I know Vaughn got that message. I know he’s in Nebraska and I think that’s where I am right now. But I’m not sure. I’m on a farm, but it could be any farm. Farms are everywhere.
“She needs to go, son. People are looking for her.”
My eyes dart up but when I find the old man’s face, I immediately cast them downward again.
Those eyes tell me the decision has been made.
“I just got a call from Brenda over at the extension office. She said some out-of-towners were on their way over to my place. I came over right away to help you get rid of her.”
“I don’t want to get rid of her, goddammit! I told you, I want to keep her!”
“Now listen, boy—”
“I’m not your fucking boy anymore!” Derek pushes the old man hard enough to send him backwards. The old man’s arms flail and then he trips over the rug and goes down.
A gunshot blasts through the room and I have to cover my ears to stop the ringing.
Chapter Twenty-One
“WAS that a gunshot?” Felicity and I stand still, our heads tilted as we strain to hear. Another pop comes from outside and we bolt through the door of the house and stop on the porch.Another shot.
“That way!” Felicity says, pointing across the field. She takes off running but I grab her arm and point down to the muddy driveway. “Look. Tracks. And boot prints.”
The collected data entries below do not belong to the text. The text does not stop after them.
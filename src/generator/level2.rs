use tracing::debug;

use crate::*;
use super::{CandidateGenerator, CandidateSet};

/// Pairs the items of L into candidate 2-sequences
pub struct Level2Generator;

impl CandidateGenerator for Level2Generator {

    /// Expects the single item patterns of L in canonical order
    fn generate( &self, patterns: &[Pattern], context: &Context ) -> Vec<Pattern> {
	let mut candidates = CandidateSet::new();
	for (index, low) in patterns.iter().enumerate() {
	    if !low.is_frequent() {
		continue;
	    }
	    let l = low.first_item();
	    let mis = context.mis( l );
	    candidates.propose( vec!( vec!( l ), vec!( l )), mis );

	    for high in &patterns[ index + 1 .. ] {
		let h = high.first_item();
		debug_assert!( context.compare_items( l, h ).is_lt(), "seed items are in canonical order" );
		if high.get_support() < mis || !context.satisfies_sdc( l, h ) {
		    continue;
		}
		candidates.propose( vec!( vec!( l, h )), mis );
		candidates.propose( vec!( vec!( l ), vec!( h )), mis );
		candidates.propose( vec!( vec!( h ), vec!( l )), mis );
	    }
	}
	debug!( "Proposed {} candidates of length 2", candidates.len() );
	candidates.realize( context.get_database() )
    }
}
The foot prints end near four deep depressions. Tires.
“He left in a car. Come on, we follow the tracks and I bet we’ll find out where those gunshots are coming from.”
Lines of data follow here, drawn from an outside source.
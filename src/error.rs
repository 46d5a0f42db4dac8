use thiserror::Error;

use crate::Item;

/// Reasons to reject input before mining starts
#[derive( Error, Debug )]
pub enum InputError {
    #[error( "IO error: {0}" )]
    Io( #[from] std::io::Error ),

    #[error( "line {line}: {reason}" )]
    Parse { line: usize, reason: String },

    #[error( "the sequence database is empty" )]
    EmptyDatabase,

    #[error( "sequence {sequence} has no itemsets" )]
    EmptySequence { sequence: usize },

    #[error( "sequence {sequence} contains an empty itemset" )]
    EmptyItemset { sequence: usize },

    #[error( "item {item} occurs more than once in an itemset of sequence {sequence}" )]
    DuplicateItem { sequence: usize, item: Item },

    #[error( "item {item} has no minimum item support" )]
    MissingMis { item: Item },

    #[error( "minimum item support {mis} of item {item} is not within [0, 1]" )]
    InvalidMis { item: Item, mis: f64 },

    #[error( "support difference constraint {0} is not a non-negative number" )]
    InvalidSdc( f64 ),

    #[error( "serialization failed: {0}" )]
    Serialize( #[from] serde_json::Error ),
}

pub type Result<T> = std::result::Result<T, InputError>;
We scramble back inside the car and I start the engine. “Hurry!” Felicity says. “The shooting is still going on! He could be killing her right now!”
Chapter Twenty-Two
I’M crab-walking again, only this time I’m not the one being hunted. I’m just trying to get away from crazy Derek with the gun.
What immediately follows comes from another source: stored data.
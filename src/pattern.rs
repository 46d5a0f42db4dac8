
mod serialize; // display and serialization of patterns

use crate::*;

pub use serialize::format_sequence;

/// A sequential pattern together with the minimum support it has to reach.
/// Support and count are computed once on creation.
#[derive( Debug, Clone, PartialEq )]
pub struct Pattern {
    sequence: RawSequence,
    /// MIS of the anchor item, the smallest MIS among the items
    min_support: f64,
    count: Count,
    /// fraction of database sequences containing the pattern
    support: f64,
}

impl Pattern {

    /// Creates the pattern and caches its support in the database.
    /// Pre: database is not empty
    pub fn new <D: Database> ( sequence: RawSequence, min_support: f64, database: &D ) -> Pattern {
	debug_assert!( is_well_formed( &sequence ), "malformed pattern {sequence:?}" );
	let count = database.query_support( &sequence );
	Pattern::with_count( sequence, min_support, count, database.len() )
    }

    /// Creates the pattern from a count obtained elsewhere.
    /// Pre: total > 0
    pub fn with_count( sequence: RawSequence, min_support: f64, count: Count, total: usize ) -> Pattern {
	assert!( total > 0, "support is undefined for an empty database" );
	assert!( count as usize <= total, "count {count} exceeds the number of sequences {total}" );
	let support = count as f64 / total as f64;
	Pattern{ sequence, min_support, count, support }
    }

    pub fn get_sequence( &self ) -> &RawSequence {
	&self.sequence
    }

    pub fn get_min_support( &self ) -> f64 {
	self.min_support
    }

    pub fn get_count( &self ) -> Count {
	self.count
    }

    pub fn get_support( &self ) -> f64 {
	self.support
    }

    /// Returns true if the support reaches the minimum support of the pattern
    pub fn is_frequent( &self ) -> bool {
	self.support >= self.min_support
    }

    /// Total number of items
    pub fn length( &self ) -> usize {
	sequence_length( &self.sequence )
    }

    /// Number of itemsets
    pub fn size( &self ) -> usize {
	self.sequence.len()
    }

    pub fn items( &self ) -> impl Iterator<Item = Item> + '_ {
	self.sequence.iter().flatten().copied()
    }

    pub fn first_item( &self ) -> Item {
	*self.sequence.first()
	    .and_then( |itemset| itemset.first() )
	    .expect( "pattern is not empty" )
    }

    pub fn last_item( &self ) -> Item {
	*self.sequence.last()
	    .and_then( |itemset| itemset.last() )
	    .expect( "pattern is not empty" )
    }

    /// Returns the item at the flat position. Negative positions count from the end.
    pub fn item_at( &self, index: isize ) -> Item {
	item_at( &self.sequence, index )
    }

    /// Number of items in the first itemset
    pub fn leading_itemset_len( &self ) -> usize {
	self.sequence.first().map_or( 0, |itemset| itemset.len() )
    }

    /// Number of items in the last itemset
    pub fn trailing_itemset_len( &self ) -> usize {
	self.sequence.last().map_or( 0, |itemset| itemset.len() )
    }

    /// Returns true if the item occurs exactly once and all other items have a strictly greater MIS.
    /// Another item with the same MIS makes the minimum ambiguous.
    pub fn item_has_unique_min_mis( &self, item: Item, context: &Context ) -> bool {
	let item_mis = context.mis( item );
	let mut occurrences = 0;
	for other in self.items() {
	    if other == item {
		occurrences += 1;
		if occurrences > 1 {
		    return false;
		}
	    } else if context.mis( other ) <= item_mis {
		return false;
	    }
	}
	occurrences == 1
    }

    pub fn first_item_has_unique_min_mis( &self, context: &Context ) -> bool {
	self.item_has_unique_min_mis( self.first_item(), context )
    }

    pub fn last_item_has_unique_min_mis( &self, context: &Context ) -> bool {
	self.item_has_unique_min_mis( self.last_item(), context )
    }

    /// Returns a new sequence without the item at the flat position, see [`without_item_at`]
    pub fn without_item_at( &self, index: isize ) -> RawSequence {
	without_item_at( &self.sequence, index )
    }

    /// Returns true if dropping the first item of this pattern and the last item of `other` leaves the same sequence
    pub fn can_join( &self, other: &Pattern ) -> bool {
	self.without_item_at( 0 ) == other.without_item_at( -1 )
    }

    /// Extends this pattern by the last item of `other`.
    /// The item joins the trailing itemset if it shares its itemset in `other`, otherwise it forms a new itemset.
    pub fn join( &self, other: &Pattern, context: &Context ) -> RawSequence {
	let item = other.last_item();
	let mut joined = self.sequence.clone();
	if other.trailing_itemset_len() > 1 {
	    merge_into_last( &mut joined, item, context );
	} else {
	    joined.push( vec!( item ));
	}
	joined
    }
}

/// Total number of items in the sequence
pub fn sequence_length( sequence: &[Itemset] ) -> usize {
    sequence.iter().map( |itemset| itemset.len() ).sum()
}

/// Maps a flat index to a position from the front, counting negative indices from the end
fn resolve_index( length: usize, index: isize ) -> usize {
    let resolved = if index < 0 { length as isize + index } else { index };
    assert!( 0 <= resolved && (resolved as usize) < length,
	     "item index {index} out of range for a sequence of length {length}" );
    resolved as usize
}

/// Returns the item at the flat position. Negative positions count from the end.
pub fn item_at( sequence: &[Itemset], index: isize ) -> Item {
    let position = resolve_index( sequence_length( sequence ), index );
    sequence.iter().flatten()
	.nth( position )
	.copied()
	.expect( "position is within range" )
}

/// Returns a new sequence without the item at the flat position.
/// An itemset that loses its only item is dropped. Negative positions count from the end.
pub fn without_item_at( sequence: &[Itemset], index: isize ) -> RawSequence {
    let mut remaining = Some( resolve_index( sequence_length( sequence ), index ));
    let mut reduced = RawSequence::with_capacity( sequence.len() );
    for itemset in sequence {
	match remaining {
	    Some( offset ) if offset < itemset.len() => {
		let mut kept = itemset.clone();
		kept.remove( offset );
		if !kept.is_empty() {
		    reduced.push( kept );
		}
		remaining = None;
	    },
	    Some( offset ) => {
		reduced.push( itemset.clone() );
		remaining = Some( offset - itemset.len() );
	    },
	    None => reduced.push( itemset.clone() ),
	}
    }
    reduced
}

/// Adds the item to the last itemset and restores MIS order
pub(crate) fn merge_into_last( sequence: &mut RawSequence, item: Item, context: &Context ) {
    let itemset = sequence.last_mut().expect( "sequence is not empty" );
    debug_assert!( !itemset.contains( &item ), "item {item} already in {itemset:?}" );
    itemset.push( item );
    context.sort_itemset( itemset );
}

/// Adds the item to the first itemset and restores MIS order
pub(crate) fn merge_into_first( sequence: &mut RawSequence, item: Item, context: &Context ) {
    let itemset = sequence.first_mut().expect( "sequence is not empty" );
    debug_assert!( !itemset.contains( &item ), "item {item} already in {itemset:?}" );
    itemset.insert( 0, item );
    context.sort_itemset( itemset );
}

/// No empty itemsets, no item twice in an itemset
fn is_well_formed( sequence: &[Itemset] ) -> bool {
    sequence.iter().all( |itemset| {
	!itemset.is_empty() &&
	    itemset.iter().enumerate().all( |(i, item)| !itemset[ i + 1 .. ].contains( item ))
    })
}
The old man is dead. His brains have been splashed all over the front door. I get to my feet, stumble, and then bolt for the kitchen. I grab the biggest knife out of the block and wield it like a woman who is about to be raped or murdered or both. “Don’t come near me.”
He aims the gun at my head.
“I’m warning you.”
“Bang, bang, little flower. I have a gun, Daisy. Now put the knife down and be a good girl and get back in your closet.”
“Fuck you!” I slash out at him, missing by feet, but it makes me feel like I’m putting up a fight. I know I can’t win, but I can put up a fight.
I dart around the kitchen island and another shot goes off. This time it shatters the granite countertop and sharp slivers of stone shrapnel make their way into my skin.
I feel nothing. Nothing but fear. I duck and crawl, desperately trying to find a way to save my life.
“Daisy,” Derek says from the other side of the island. “If you give up and be good, I’ll only wound you.”
Oh, fuck!
“If you run, I’ll shoot you in the back on your way out the door.”
I glance over at the door. It’s open from when the old man came in.
“Now be good, child. I’m going to come around the island and take you back to your closet. We can settle up your punishment tomorrow—”
I see his feet under the cupboards, making their way towards me, one step at a time.
“—and I won’t hurt you at all tonight. How’s that?”
Another step. I glance at the door again. Can I make it?
Probably not, but I have to try. This time I will not let this asshole corrupt my mind and hold me prisoner. I refuse to give him permission to keep me as his prisoner. I refuse to live through it. I refuse. I’d rather die escaping with a bullet in my back than live this life again.
Another step and I raise my knife.
“Dai-sy,” he calls out in a sing-song voice. “I’m coming to get you…”
He takes that final step and I thrust the knife through his shoe with all my strength. I feel it stick in the floor boards and then I run.